Newsbriefs

AIA WELCOMES NEW ARIZ. DIRECTOR OF INSURANCE:

The American Insurance Association (AIA) welcomed Christina Urias to the Arizona Department of Insurance. Arizona Gov. Janet Napolitano (D) announced the appointment of the department's new director on Oct. 16. "AIA and its member companies congratulate Ms. Urias on her appointment as Arizona's new insurance commissioner," said Bill Gausewitz, assistant vice president, Western region. "We look forward to working with the new commissioner and her team to foster a competitive insurance market that makes quality insurance products available to Arizona consumers and businesses." The insurance industry provides jobs to more than 34,000 Arizona residents, who earn a combined income of more than $1.6 billion. The most recent investment and tax data shows that insurance companies operating in Arizona paid more than $1.8 billion in premium taxes in 2001 and hold more than $3.9 billion in Arizona municipal bonds.
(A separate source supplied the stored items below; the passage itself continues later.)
//! Map raw diagnostic text back to the staged files that caused it.

use std::collections::{BTreeMap, BTreeSet};
use std::path::{Component, Path, PathBuf};

use tracing::{debug, warn};

use crate::core::diagnostics::scan_locations;
use crate::core::report::{Diagnostic, ValidationReport};

/// Per-file diagnostics for one failed validation.
#[derive(Debug, Clone, Default, PartialEq, Eq)]
pub struct Attribution {
    /// Canonical staged path -> sorted, deduplicated diagnostics.
    pub by_file: BTreeMap<PathBuf, Vec<Diagnostic>>,
    /// Failing checks without a usable file reference.
    pub unattributed: Vec<Diagnostic>,
}

impl Attribution {
    /// Files to correct this round. Unattributed diagnostics are routed to
    /// `primary` so a failure is never dropped on the floor.
    pub fn correction_targets(&self, primary: &Path) -> BTreeMap<PathBuf, Vec<Diagnostic>> {
        let mut targets = self.by_file.clone();
        if !self.unattributed.is_empty() {
            let entry = targets.entry(primary.to_path_buf()).or_default();
            entry.extend(self.unattributed.iter().cloned());
            entry.sort();
            entry.dedup();
        }
        targets
    }
}

/// Stateless attributor scoped to one staging root.
pub struct ErrorAttributor {
    root: PathBuf,
}

impl ErrorAttributor {
    /// `staging_root` should already be canonical.
    pub fn new(staging_root: &Path) -> Self {
        Self {
            root: staging_root.to_path_buf(),
        }
    }

    /// Group each failing check's `path:line:` references by staged file.
    ///
    /// References with `..` components, or that resolve outside the staging
    /// root, or to something that is not a file, are discarded.
    pub fn attribute(&self, report: &ValidationReport) -> Attribution {
        let mut by_file: BTreeMap<PathBuf, BTreeSet<Diagnostic>> = BTreeMap::new();
        let mut unattributed = BTreeSet::new();

        for check in report.failing() {
            let mut attributed_any = false;
            for location in scan_locations(&check.output) {
                let Some(path) = self.resolve(&location.path) else {
                    continue;
                };
                attributed_any = true;
                by_file.entry(path).or_default().insert(Diagnostic {
                    check: check.name.clone(),
                    kind: check.kind,
                    line: location.line,
                    excerpt: location.excerpt,
                });
            }
            if !attributed_any {
                debug!(check = %check.name, "no file reference found");
                unattributed.insert(Diagnostic {
                    check: check.name.clone(),
                    kind: check.kind,
                    line: None,
                    excerpt: check.output.trim().to_string(),
                });
            }
        }

        Attribution {
            by_file: by_file
                .into_iter()
                .map(|(path, diags)| (path, diags.into_iter().collect()))
                .collect(),
            unattributed: unattributed.into_iter().collect(),
        }
    }

    fn resolve(&self, raw: &str) -> Option<PathBuf> {
        let token = Path::new(raw);
        if token
            .components()
            .any(|component| component == Component::ParentDir)
        {
            warn!(path = raw, "discarding reference with '..'");
            return None;
        }
        let joined = if token.is_absolute() {
            token.to_path_buf()
        } else {
            self.root.join(token)
        };
        let resolved = match joined.canonicalize() {
            Ok(resolved) => resolved,
            Err(_) => {
                debug!(path = raw, "reference does not exist in staging");
                return None;
            }
        };
        if !resolved.starts_with(&self.root) {
            warn!(path = raw, resolved = %resolved.display(), "discarding reference outside staging");
            return None;
        }
        if !resolved.is_file() {
            return None;
        }
        Some(resolved)
    }
}

#[cfg(test)]
mod tests {
    use std::fs;

    use super::*;
    use crate::core::report::CheckResult;
    use crate::core::types::CheckKind;

    fn report(checks: Vec<(&str, CheckKind, &str)>) -> ValidationReport {
        ValidationReport {
            attempt: 1,
            checks: checks
                .into_iter()
                .map(|(name, kind, output)| CheckResult {
                    name: name.to_string(),
                    kind,
                    passed: false,
                    output: output.to_string(),
                })
                .collect(),
        }
    }

    fn staging_with(files: &[&str]) -> (tempfile::TempDir, PathBuf) {
        let temp = tempfile::tempdir().expect("tempdir");
        let root = temp.path().join("stage");
        for file in files {
            let path = root.join(file);
            fs::create_dir_all(path.parent().expect("parent")).expect("mkdir");
            fs::write(&path, "x = 1\n").expect("write");
        }
        fs::create_dir_all(&root).expect("mkdir");
        let root = root.canonicalize().expect("canonical");
        (temp, root)
    }

    #[test]
    fn groups_by_file_and_dedupes() {
        let (_temp, root) = staging_with(&["algolib/a.py", "tests/test_a.py"]);
        let out = "algolib/a.py:3:1: F401 unused\nalgolib/a.py:3:1: F401 unused\ntests/test_a.py:9: error: bad";
        let attribution = ErrorAttributor::new(&root).attribute(&report(vec![
            ("ruff", CheckKind::Lint, out),
        ]));
        assert!(attribution.unattributed.is_empty());
        assert_eq!(attribution.by_file.len(), 2);
        assert_eq!(attribution.by_file[&root.join("algolib/a.py")].len(), 1);
        assert_eq!(
            attribution.by_file[&root.join("tests/test_a.py")][0].line,
            Some(9)
        );
    }

    #[test]
    fn absolute_reference_inside_staging_is_kept() {
        let (_temp, root) = staging_with(&["algolib/a.py"]);
        let out = format!("{}:7: error: oops", root.join("algolib/a.py").display());
        let attribution =
            ErrorAttributor::new(&root).attribute(&report(vec![("mypy", CheckKind::Type, out.as_str())]));
        assert!(attribution.by_file.contains_key(&root.join("algolib/a.py")));
    }

    #[test]
    fn escaping_references_are_discarded() {
        let (temp, root) = staging_with(&["algolib/a.py"]);
        let outside = temp.path().join("secret.py");
        fs::write(&outside, "").expect("write");
        let out = format!(
            "../secret.py:1: error\n{}:2: error",
            outside.display()
        );
        let attribution =
            ErrorAttributor::new(&root).attribute(&report(vec![("mypy", CheckKind::Type, out.as_str())]));
        assert!(attribution.by_file.is_empty());
        assert_eq!(attribution.unattributed.len(), 1);
    }

    #[cfg(unix)]
    #[test]
    fn symlink_out_of_staging_is_discarded() {
        let (temp, root) = staging_with(&["algolib/a.py"]);
        let outside = temp.path().join("outside.py");
        fs::write(&outside, "").expect("write");
        std::os::unix::fs::symlink(&outside, root.join("link.py")).expect("symlink");
        let attribution = ErrorAttributor::new(&root).attribute(&report(vec![(
            "ruff",
            CheckKind::Lint,
            "link.py:1:1: E1 bad",
        )]));
        assert!(attribution.by_file.is_empty());
    }

    #[test]
    fn unattributed_text_falls_back_to_primary() {
        let (_temp, root) = staging_with(&["algolib/a.py", "tests/test_a.py"]);
        let primary = root.join("algolib/a.py");
        let attribution = ErrorAttributor::new(&root).attribute(&report(vec![
            ("pytest", CheckKind::Test, "ImportError while importing test module"),
            ("mypy", CheckKind::Type, "tests/test_a.py:2: error: bad"),
        ]));
        assert_eq!(attribution.unattributed.len(), 1);
        let targets = attribution.correction_targets(&primary);
        assert_eq!(targets.len(), 2);
        assert_eq!(targets[&primary][0].check, "pytest");
        assert_eq!(targets[&primary][0].line, None);
    }

    #[test]
    fn format_failure_is_routed_to_the_reformatted_file() {
        let (_temp, root) = staging_with(&["algolib/a.py", "tests/test_a.py"]);
        let primary = root.join("algolib/a.py");
        let attribution = ErrorAttributor::new(&root).attribute(&report(vec![(
            "ruff-format",
            CheckKind::Format,
            "Would reformat: tests/test_a.py\n1 file would be reformatted",
        )]));
        assert!(attribution.unattributed.is_empty());
        let targets = attribution.correction_targets(&primary);
        let files: Vec<&PathBuf> = targets.keys().collect();
        assert_eq!(files, vec![&root.join("tests/test_a.py")]);
        assert_eq!(targets[&root.join("tests/test_a.py")][0].line, None);
    }

    #[test]
    fn attribution_is_idempotent() {
        let (_temp, root) = staging_with(&["algolib/a.py"]);
        let r = report(vec![
            ("ruff", CheckKind::Lint, "algolib/a.py:1:1: E1\nalgolib/a.py:2:1: E2"),
            ("pytest", CheckKind::Test, "boom"),
        ]);
        let attributor = ErrorAttributor::new(&root);
        assert_eq!(attributor.attribute(&r), attributor.attribute(&r));
    }
}
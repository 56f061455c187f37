//! Specification-driven artifact pipeline.
//!
//! A YAML algorithm specification is turned into four artifacts (code, tests,
//! docs, benchmark) inside an isolated staging directory, validated by an
//! ordered set of external checks, corrected in a bounded retry loop, and
//! promoted onto a dedicated git branch. The crate keeps a strict split:
//!
//! - **[`core`]**: Pure, deterministic logic (spec schema, layout, state
//!   machine, diagnostic scanning, content extraction). No I/O.
//! - **[`io`]**: Side-effecting adapters (git, child processes, config,
//!   staging, the content backend).
//!
//! The pipeline stages ([`generate`], [`validate`], [`attribute`],
//! [`correct`], [`promote`]) combine the two, and [`pipeline`] drives them
//! per specification.

pub mod attribute;
pub mod core;
pub mod correct;
pub mod error;
pub mod exit_codes;
pub mod generate;
pub mod io;
pub mod logging;
pub mod pipeline;
pub mod promote;
#[cfg(any(test, feature = "test-support"))]
pub mod test_support;
pub mod validate;
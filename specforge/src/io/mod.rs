//! I/O adapters: filesystem, git, child processes and the content backend.

pub mod checks;
pub mod config;
pub mod git;
pub mod process;
pub mod prompt;
pub mod service;
pub mod spec_source;
pub mod staging;
//! Pipeline error taxonomy.
//!
//! These errors travel inside `anyhow::Error` and are recovered with
//! `downcast_ref` where the orchestrator decides a specification's fate.
//! Validation failures are not errors: they are reports that drive the
//! correction loop.

use std::fmt;
use std::path::PathBuf;

use thiserror::Error;

use crate::core::types::ArtifactKind;

/// Promotion step at which a failure occurred.
#[derive(Debug, Clone, Copy, PartialEq, Eq)]
pub enum PromotionStep {
    Preflight,
    Move,
    Branch,
    Commit,
    Push,
}

impl fmt::Display for PromotionStep {
    fn fmt(&self, f: &mut fmt::Formatter<'_>) -> fmt::Result {
        let name = match self {
            PromotionStep::Preflight => "preflight",
            PromotionStep::Move => "move",
            PromotionStep::Branch => "branch",
            PromotionStep::Commit => "commit",
            PromotionStep::Push => "push",
        };
        f.write_str(name)
    }
}

#[derive(Debug, Error)]
pub enum PipelineError {
    /// Input failed to parse or broke a schema rule. The spec is skipped.
    #[error("invalid specification {}: {reason}", source_path.display())]
    Spec { source_path: PathBuf, reason: String },

    /// Content generation or the syntactic self-check failed. No retries.
    #[error("generating {kind} artifact failed: {reason}")]
    Generation { kind: ArtifactKind, reason: String },

    /// The correction service returned nothing usable. Costs one attempt.
    #[error("correcting {} produced no usable content: {reason}", path.display())]
    Correction { path: PathBuf, reason: String },

    /// The promotion branch is already present; it is never reused.
    #[error("branch {branch} already exists")]
    BranchExists { branch: String },

    /// Any other promotion failure. Raised only after rollback completes.
    #[error("promotion failed at {step} step: {reason}")]
    Promotion { step: PromotionStep, reason: String },
}

impl PipelineError {
    pub fn promotion(step: PromotionStep, err: &anyhow::Error) -> Self {
        PipelineError::Promotion {
            step,
            reason: format!("{err:#}"),
        }
    }
}
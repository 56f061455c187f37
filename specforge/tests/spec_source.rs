use specforge::io::spec_source::{changed_specs, load_spec};
use specforge::test_support::{TestRepo, spec_yaml};

#[test]
fn changed_specs_lists_added_and_modified_yaml_only() {
    let repo = TestRepo::new().expect("repo");
    repo.write_spec("heap_sort.yml", &spec_yaml("Heap Sort", "sorting"))
        .expect("spec");
    repo.write_spec("old.yml", &spec_yaml("Old Sort", "sorting"))
        .expect("spec");
    let base = repo.commit_all("specs: initial").expect("commit");

    repo.write_spec("heap_sort.yml", &spec_yaml("Heap Sort", "heaps"))
        .expect("modify");
    repo.write_spec("binary_search.yaml", &spec_yaml("Binary Search", "searching"))
        .expect("add");
    repo.write_spec("README.md", "not a spec\n").expect("readme");
    repo.write("algolib/notes.yml", "elsewhere: true\n").expect("outside");
    std::fs::remove_file(repo.path().join("specs/old.yml")).expect("delete");
    repo.commit_all("specs: update").expect("commit");

    let changed = changed_specs(&repo.git(), repo.path(), "specs", &base).expect("changed");
    assert_eq!(
        changed,
        vec![
            repo.path().join("specs/binary_search.yaml"),
            repo.path().join("specs/heap_sort.yml"),
        ]
    );
    for path in &changed {
        load_spec(path).expect("changed spec loads");
    }
}

#[test]
fn nothing_changed_is_empty() {
    let repo = TestRepo::new().expect("repo");
    repo.write_spec("heap_sort.yml", &spec_yaml("Heap Sort", "sorting"))
        .expect("spec");
    let head = repo.commit_all("specs: initial").expect("commit");
    let changed = changed_specs(&repo.git(), repo.path(), "specs", &head).expect("changed");
    assert!(changed.is_empty());
}

#[test]
fn unknown_base_is_an_error() {
    let repo = TestRepo::new().expect("repo");
    let err = changed_specs(&repo.git(), repo.path(), "specs", "no-such-ref").unwrap_err();
    assert!(format!("{err:#}").contains("no-such-ref"));
}
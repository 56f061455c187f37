//! Specification-driven artifact pipeline CLI.
//!
//! `specforge run` picks up specifications changed since a base ref, generates
//! code, tests, docs and a benchmark for each, validates and corrects them in
//! a staging directory and promotes clean sets to `agent/<slug>` branches.

use std::fs;
use std::path::{Path, PathBuf};

use anyhow::{Context, Result, anyhow};
use clap::{Parser, Subcommand};
use serde::Serialize;

use specforge::exit_codes;
use specforge::generate::planned_paths;
use specforge::io::config::{Backend, ForgeConfig, load_config, write_config};
use specforge::io::git::Git;
use specforge::io::service::CommandService;
use specforge::io::spec_source::{changed_specs, load_spec};
use specforge::logging;
use specforge::pipeline::Orchestrator;
use specforge::validate::ValidationHarness;

#[derive(Parser)]
#[command(
    name = "specforge",
    version,
    about = "Generate, validate, correct and promote artifacts from algorithm specifications"
)]
struct Cli {
    /// Config file, relative to the repository unless absolute.
    #[arg(long, global = true, default_value = "specforge.toml")]
    config: PathBuf,

    /// Content backend (overrides config).
    #[arg(long, global = true, env = "SPECFORGE_BACKEND", value_enum)]
    backend: Option<Backend>,

    /// Backend model (overrides config).
    #[arg(long, global = true, env = "SPECFORGE_MODEL")]
    model: Option<String>,

    /// Correction rounds before abandoning a specification (overrides config).
    #[arg(long, global = true)]
    max_attempts: Option<u32>,

    /// Repository to operate on.
    #[arg(short = 'C', long = "repo", global = true, default_value = ".")]
    repo: PathBuf,

    #[command(subcommand)]
    command: Command,
}

#[derive(Subcommand)]
enum Command {
    /// Process specifications changed since BASE (or the given files).
    Run {
        /// Git ref to diff against.
        #[arg(required_unless_present = "spec")]
        base: Option<String>,
        /// Keep staging for inspection and never touch the repository.
        #[arg(long)]
        dry_run: bool,
        /// Process these files instead of the diff.
        #[arg(long = "spec", value_name = "FILE")]
        spec: Vec<PathBuf>,
        /// Write a JSON run report here.
        #[arg(long, value_name = "FILE")]
        report: Option<PathBuf>,
    },
    /// List specification files changed since BASE.
    Changed {
        base: String,
    },
    /// Parse and validate specification files without running the pipeline.
    CheckSpec {
        #[arg(required = true)]
        files: Vec<PathBuf>,
    },
    /// Write a default config file.
    Init {
        /// Overwrite an existing file.
        #[arg(short, long)]
        force: bool,
    },
}

fn main() {
    let cli = Cli::parse();
    let directives = match cli.command {
        Command::Run { .. } => "warn,specforge=info",
        _ => "warn",
    };
    logging::init(directives);
    match run(cli) {
        Ok(code) => std::process::exit(code),
        Err(err) => {
            eprintln!("{err:#}");
            std::process::exit(exit_codes::INVALID);
        }
    }
}

fn run(cli: Cli) -> Result<i32> {
    match &cli.command {
        Command::Run {
            base,
            dry_run,
            spec,
            report,
        } => cmd_run(&cli, base.as_deref(), *dry_run, spec, report.as_deref()),
        Command::Changed { base } => cmd_changed(&cli, base),
        Command::CheckSpec { files } => cmd_check_spec(&cli, files),
        Command::Init { force } => cmd_init(&cli, *force),
    }
}

fn repo_root(cli: &Cli) -> Result<PathBuf> {
    Git::new(&cli.repo)
        .toplevel()
        .with_context(|| format!("{} is not inside a git repository", cli.repo.display()))
}

fn config_path(cli: &Cli, root: &Path) -> PathBuf {
    if cli.config.is_absolute() {
        cli.config.clone()
    } else {
        root.join(&cli.config)
    }
}

/// Load config and apply CLI overrides.
fn resolve_config(cli: &Cli, root: &Path) -> Result<ForgeConfig> {
    let mut cfg = load_config(&config_path(cli, root))?;
    if let Some(backend) = cli.backend {
        cfg.generator.backend = backend;
    }
    if let Some(model) = &cli.model {
        cfg.generator.model = Some(model.clone());
    }
    if let Some(max_attempts) = cli.max_attempts {
        cfg.max_attempts = max_attempts;
    }
    cfg.validate()?;
    Ok(cfg)
}

fn cmd_run(
    cli: &Cli,
    base: Option<&str>,
    dry_run: bool,
    explicit: &[PathBuf],
    report: Option<&Path>,
) -> Result<i32> {
    let root = repo_root(cli)?;
    let cfg = resolve_config(cli, &root)?;

    let paths = if explicit.is_empty() {
        let base = base.ok_or_else(|| anyhow!("BASE is required without --spec"))?;
        changed_specs(&Git::new(&root), &root, &cfg.specs_dir, base)?
    } else {
        explicit
            .iter()
            .map(|path| {
                std::path::absolute(path).with_context(|| format!("resolve {}", path.display()))
            })
            .collect::<Result<Vec<_>>>()?
    };
    if paths.is_empty() {
        println!("no changed specifications");
        return Ok(exit_codes::OK);
    }

    let service = CommandService::from_config(&cfg, &root)?;
    let harness = ValidationHarness::from_config(&cfg);
    let orchestrator = Orchestrator::new(&root, &cfg, service, harness, dry_run)?;
    let summary = orchestrator.run(&paths);

    for spec_run in &summary.runs {
        println!("{}", spec_run.summary_line());
    }
    if let Some(report) = report {
        write_json(report, &summary)?;
    }
    Ok(if summary.failures() == 0 {
        exit_codes::OK
    } else {
        exit_codes::INCOMPLETE
    })
}

fn cmd_changed(cli: &Cli, base: &str) -> Result<i32> {
    let root = repo_root(cli)?;
    let cfg = resolve_config(cli, &root)?;
    for path in changed_specs(&Git::new(&root), &root, &cfg.specs_dir, base)? {
        let shown = path.strip_prefix(&root).unwrap_or(&path);
        println!("{}", shown.display());
    }
    Ok(exit_codes::OK)
}

fn cmd_check_spec(cli: &Cli, files: &[PathBuf]) -> Result<i32> {
    // Layout comes from the repository config when there is one.
    let cfg = match repo_root(cli) {
        Ok(root) => resolve_config(cli, &root)?,
        Err(_) => ForgeConfig::default(),
    };
    let mut invalid = 0usize;
    for file in files {
        match load_spec(file) {
            Ok(spec) => {
                println!("ok      {} ({})", file.display(), spec.slug());
                for (kind, path) in planned_paths(&cfg.layout, &spec) {
                    println!("  {:<5} {}", kind.as_str(), path.display());
                }
            }
            Err(err) => {
                invalid += 1;
                println!("invalid {err}");
            }
        }
    }
    Ok(if invalid == 0 {
        exit_codes::OK
    } else {
        exit_codes::INVALID
    })
}

fn cmd_init(cli: &Cli, force: bool) -> Result<i32> {
    let root = repo_root(cli)?;
    let path = config_path(cli, &root);
    if path.exists() && !force {
        println!("{} already exists (use --force to overwrite)", path.display());
        return Ok(exit_codes::OK);
    }
    write_config(&path, &ForgeConfig::default())?;
    println!("wrote {}", path.display());
    Ok(exit_codes::OK)
}

/// Serialize `value` to pretty-printed JSON with trailing newline.
fn write_json<T: Serialize>(path: &Path, value: &T) -> Result<()> {
    let mut payload = serde_json::to_string_pretty(value).context("serialize json")?;
    payload.push('\n');
    if let Some(parent) = path.parent()
        && !parent.as_os_str().is_empty()
    {
        fs::create_dir_all(parent).with_context(|| format!("create {}", parent.display()))?;
    }
    fs::write(path, payload).with_context(|| format!("write {}", path.display()))?;
    Ok(())
}
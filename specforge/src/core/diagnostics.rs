//! Locate `path:line:` references in raw tool output.
//!
//! Formatter, linter, type-checker and test-runner output all share the
//! convention of prefixing a diagnostic with `file:line:`. Formatters in
//! check mode name whole files instead (`Would reformat: file`). Only those
//! two shapes are understood here; nothing about the artifact language is
//! parsed.

use std::sync::LazyLock;

use regex::Regex;

/// A file reference found in diagnostic text.
#[derive(Debug, Clone, PartialEq, Eq)]
pub struct Location {
    /// Path exactly as it appeared (unsanitized).
    pub path: String,
    /// `None` when the whole file is implicated.
    pub line: Option<u32>,
    /// The full trimmed line the reference came from.
    pub excerpt: String,
}

static LOCATION_RE: LazyLock<Regex> = LazyLock::new(|| {
    Regex::new(r#"(?:^|[\s"'(\[])(?P<path>[^\s:"'()\[\]]+\.[A-Za-z0-9_]+):(?P<line>\d+):"#)
        .unwrap()
});

static REFORMAT_RE: LazyLock<Regex> =
    LazyLock::new(|| Regex::new(r"^\s*Would reformat:\s+(?P<path>\S+)\s*$").unwrap());

/// Return every file reference in `text`, in order of appearance.
pub fn scan_locations(text: &str) -> Vec<Location> {
    let mut found = Vec::new();
    for raw_line in text.lines() {
        let excerpt = raw_line.trim();
        if excerpt.is_empty() {
            continue;
        }
        if let Some(path) = REFORMAT_RE.captures(raw_line).and_then(|caps| caps.name("path")) {
            found.push(Location {
                path: path.as_str().to_string(),
                line: None,
                excerpt: excerpt.to_string(),
            });
            continue;
        }
        for caps in LOCATION_RE.captures_iter(raw_line) {
            let Some(path) = caps.name("path") else {
                continue;
            };
            let Some(line) = caps.name("line").and_then(|m| m.as_str().parse().ok()) else {
                continue;
            };
            found.push(Location {
                path: path.as_str().to_string(),
                line: Some(line),
                excerpt: excerpt.to_string(),
            });
        }
    }
    found
}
SAFECO PRODUCES STRONG UNDERWRITING RESULTS IN AUTO, HOMEOWNERS AND SURETY:

Seattle-based Safeco—which recently announced a clear focus on property/casualty insurance—reported strong third-quarter underwriting results in most insurance lines. As previously announced, the company strengthened workers' compensation reserves in the quarter by $133.3 million after tax ($205.0 million pretax). For the quarter, Safeco reported a net loss of $28.9 million ($0.21 per share). This compares to net income of $75.2 million ($0.59 per diluted share) in the third quarter of 2002 when the company put its Lloyd's of London operation into run-off and took a $17.1 million after-tax charge ($0.13 per share). Factors contributing to Safeco's overall results in the third quarter of 2003 were: the workers' compensation reserve strengthening; impairments of investments securities held by Life & Investments (L&I), which aren't expected to recover in value before L&I is sold. Although Safeco intends to continue holding these investments, accounting rules require impairment recognition of unrealized losses because the business unit is for sale. During the quarter, Safeco recorded total after-tax investment impairments of $87.0 million, with $80.5 million associated with L&I; a $13.2 million benefit due to a favorable federal income tax settlement regarding prior tax years for L&I. In the fourth quarter, Safeco anticipates an after-tax restructuring charge of approximately $10 million associated with previously announced actions to reduce expenses by $75 million in 2004. This charge is related to eliminating 500 jobs not affected by the sale of L&I. Overall revenues in the third quarter were $1.8 billion, down slightly from a year ago. Operating revenues—excluding net realized investment gains—grew 5.2 percent. Net earned premiums for all P/C operations increased 10.1 percent compared with the third quarter of 2002. Net written premiums, a leading indicator of revenues in future quarters, increased 11.2 percent. Insured catastrophe losses for the quarter totaled $21 million. This compares with $9.9 million favorable catastrophe reserve development reported in the third quarter of 2002. In conjunction with its strategy to focus on property and casualty products, the company is winding down its Safeco Financial Products operation, which primarily sells credit default swaps.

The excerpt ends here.